◆ **REQUIRED WORK**
For the records below, report how many lines include the word "RegistryError". Only the number should appear.

[Stored items]
━━━━

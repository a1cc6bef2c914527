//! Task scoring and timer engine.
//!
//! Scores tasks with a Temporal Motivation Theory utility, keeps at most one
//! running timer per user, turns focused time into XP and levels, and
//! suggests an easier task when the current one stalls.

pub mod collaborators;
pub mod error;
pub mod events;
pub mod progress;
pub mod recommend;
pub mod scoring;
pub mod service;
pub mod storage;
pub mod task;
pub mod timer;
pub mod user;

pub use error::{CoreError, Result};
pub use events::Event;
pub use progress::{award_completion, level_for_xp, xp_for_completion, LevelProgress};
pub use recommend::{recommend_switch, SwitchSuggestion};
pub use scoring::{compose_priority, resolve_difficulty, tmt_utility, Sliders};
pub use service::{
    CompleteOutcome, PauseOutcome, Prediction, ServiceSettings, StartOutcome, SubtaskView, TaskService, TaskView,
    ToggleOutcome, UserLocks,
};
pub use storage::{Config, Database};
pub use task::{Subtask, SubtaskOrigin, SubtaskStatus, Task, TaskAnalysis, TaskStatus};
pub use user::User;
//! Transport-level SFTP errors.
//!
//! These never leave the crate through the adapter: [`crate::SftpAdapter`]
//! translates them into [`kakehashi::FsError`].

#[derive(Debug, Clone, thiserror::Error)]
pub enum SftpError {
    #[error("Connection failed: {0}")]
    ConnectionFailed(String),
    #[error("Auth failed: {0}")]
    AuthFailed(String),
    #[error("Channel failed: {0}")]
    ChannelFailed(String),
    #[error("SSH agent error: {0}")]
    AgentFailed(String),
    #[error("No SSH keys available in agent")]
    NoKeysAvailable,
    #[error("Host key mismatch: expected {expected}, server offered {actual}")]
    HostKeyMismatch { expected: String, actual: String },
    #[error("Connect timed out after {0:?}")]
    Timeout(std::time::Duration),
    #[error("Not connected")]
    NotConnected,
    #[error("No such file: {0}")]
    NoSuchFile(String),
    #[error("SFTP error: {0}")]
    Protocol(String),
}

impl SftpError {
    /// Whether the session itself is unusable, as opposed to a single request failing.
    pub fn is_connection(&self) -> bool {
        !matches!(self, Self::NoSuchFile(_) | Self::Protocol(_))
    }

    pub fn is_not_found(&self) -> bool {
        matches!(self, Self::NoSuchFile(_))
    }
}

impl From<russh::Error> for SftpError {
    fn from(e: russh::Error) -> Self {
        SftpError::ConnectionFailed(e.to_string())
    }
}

━━━━

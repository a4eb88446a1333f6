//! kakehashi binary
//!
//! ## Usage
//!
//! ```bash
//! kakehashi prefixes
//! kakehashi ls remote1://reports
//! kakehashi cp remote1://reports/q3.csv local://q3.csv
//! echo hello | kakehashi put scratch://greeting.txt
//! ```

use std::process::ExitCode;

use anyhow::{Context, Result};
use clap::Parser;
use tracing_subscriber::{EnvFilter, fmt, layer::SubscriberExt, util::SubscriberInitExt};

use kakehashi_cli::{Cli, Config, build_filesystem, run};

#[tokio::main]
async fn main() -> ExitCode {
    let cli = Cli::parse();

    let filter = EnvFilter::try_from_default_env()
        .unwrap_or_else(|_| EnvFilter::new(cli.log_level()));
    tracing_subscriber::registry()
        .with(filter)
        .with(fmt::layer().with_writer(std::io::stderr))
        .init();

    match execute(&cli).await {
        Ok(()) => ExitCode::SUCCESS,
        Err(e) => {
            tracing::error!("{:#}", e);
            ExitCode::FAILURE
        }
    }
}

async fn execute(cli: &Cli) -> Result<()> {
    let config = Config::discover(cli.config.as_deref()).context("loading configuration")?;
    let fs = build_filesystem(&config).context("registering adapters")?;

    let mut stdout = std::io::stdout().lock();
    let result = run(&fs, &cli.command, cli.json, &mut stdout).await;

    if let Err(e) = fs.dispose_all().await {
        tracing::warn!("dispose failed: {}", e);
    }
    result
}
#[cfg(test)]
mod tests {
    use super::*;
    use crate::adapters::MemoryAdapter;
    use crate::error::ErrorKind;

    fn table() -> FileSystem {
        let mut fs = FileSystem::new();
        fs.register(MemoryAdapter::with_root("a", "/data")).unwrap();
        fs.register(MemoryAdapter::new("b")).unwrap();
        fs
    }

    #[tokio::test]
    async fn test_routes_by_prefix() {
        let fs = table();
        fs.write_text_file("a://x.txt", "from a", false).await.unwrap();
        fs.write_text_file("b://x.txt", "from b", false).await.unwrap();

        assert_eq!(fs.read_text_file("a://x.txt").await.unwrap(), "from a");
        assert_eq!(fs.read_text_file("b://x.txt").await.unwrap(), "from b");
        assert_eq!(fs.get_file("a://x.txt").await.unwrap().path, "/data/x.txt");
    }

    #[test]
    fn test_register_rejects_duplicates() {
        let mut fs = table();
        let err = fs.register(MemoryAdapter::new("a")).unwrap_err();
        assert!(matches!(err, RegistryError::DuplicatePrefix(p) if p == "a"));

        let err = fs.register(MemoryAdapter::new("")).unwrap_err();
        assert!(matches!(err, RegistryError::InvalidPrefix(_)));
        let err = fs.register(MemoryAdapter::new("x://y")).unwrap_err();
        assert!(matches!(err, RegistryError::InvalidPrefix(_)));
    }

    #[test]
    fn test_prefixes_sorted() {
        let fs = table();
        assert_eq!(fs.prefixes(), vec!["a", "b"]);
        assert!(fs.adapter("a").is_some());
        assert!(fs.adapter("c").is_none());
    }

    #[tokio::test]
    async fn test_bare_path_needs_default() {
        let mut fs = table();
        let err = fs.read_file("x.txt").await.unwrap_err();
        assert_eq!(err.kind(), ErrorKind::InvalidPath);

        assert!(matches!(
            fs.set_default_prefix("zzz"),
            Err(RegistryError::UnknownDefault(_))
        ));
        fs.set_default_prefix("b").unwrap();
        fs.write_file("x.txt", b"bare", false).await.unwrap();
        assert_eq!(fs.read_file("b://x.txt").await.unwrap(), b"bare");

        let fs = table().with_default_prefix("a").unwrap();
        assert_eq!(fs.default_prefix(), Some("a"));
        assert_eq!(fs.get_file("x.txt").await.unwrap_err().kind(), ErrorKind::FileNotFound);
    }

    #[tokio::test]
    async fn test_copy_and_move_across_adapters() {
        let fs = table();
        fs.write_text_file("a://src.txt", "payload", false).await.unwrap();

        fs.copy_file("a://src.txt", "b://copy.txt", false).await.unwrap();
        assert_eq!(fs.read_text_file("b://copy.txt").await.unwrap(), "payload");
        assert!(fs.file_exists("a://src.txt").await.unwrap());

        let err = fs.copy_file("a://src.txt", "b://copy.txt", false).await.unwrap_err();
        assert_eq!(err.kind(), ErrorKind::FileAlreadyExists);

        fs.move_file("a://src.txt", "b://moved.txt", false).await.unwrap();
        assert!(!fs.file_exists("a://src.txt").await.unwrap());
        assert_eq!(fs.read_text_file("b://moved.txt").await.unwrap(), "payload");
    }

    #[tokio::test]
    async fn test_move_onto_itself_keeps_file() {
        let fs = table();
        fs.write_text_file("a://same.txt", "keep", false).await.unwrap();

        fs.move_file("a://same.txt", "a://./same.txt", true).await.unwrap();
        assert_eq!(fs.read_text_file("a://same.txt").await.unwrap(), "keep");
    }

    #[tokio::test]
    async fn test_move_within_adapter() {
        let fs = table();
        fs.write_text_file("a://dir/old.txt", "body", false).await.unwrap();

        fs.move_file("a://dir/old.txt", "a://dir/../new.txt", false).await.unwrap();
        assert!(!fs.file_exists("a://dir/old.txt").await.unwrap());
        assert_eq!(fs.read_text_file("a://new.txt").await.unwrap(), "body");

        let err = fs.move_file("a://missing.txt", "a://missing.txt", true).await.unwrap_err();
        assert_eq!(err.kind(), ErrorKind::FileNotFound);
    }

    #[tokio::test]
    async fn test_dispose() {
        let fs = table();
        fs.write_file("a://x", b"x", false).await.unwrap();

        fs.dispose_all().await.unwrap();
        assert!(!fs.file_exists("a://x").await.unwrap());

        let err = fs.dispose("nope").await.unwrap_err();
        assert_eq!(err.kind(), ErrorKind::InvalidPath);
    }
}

━━━━

◆ **SOLUTION TO THIS TASK**
4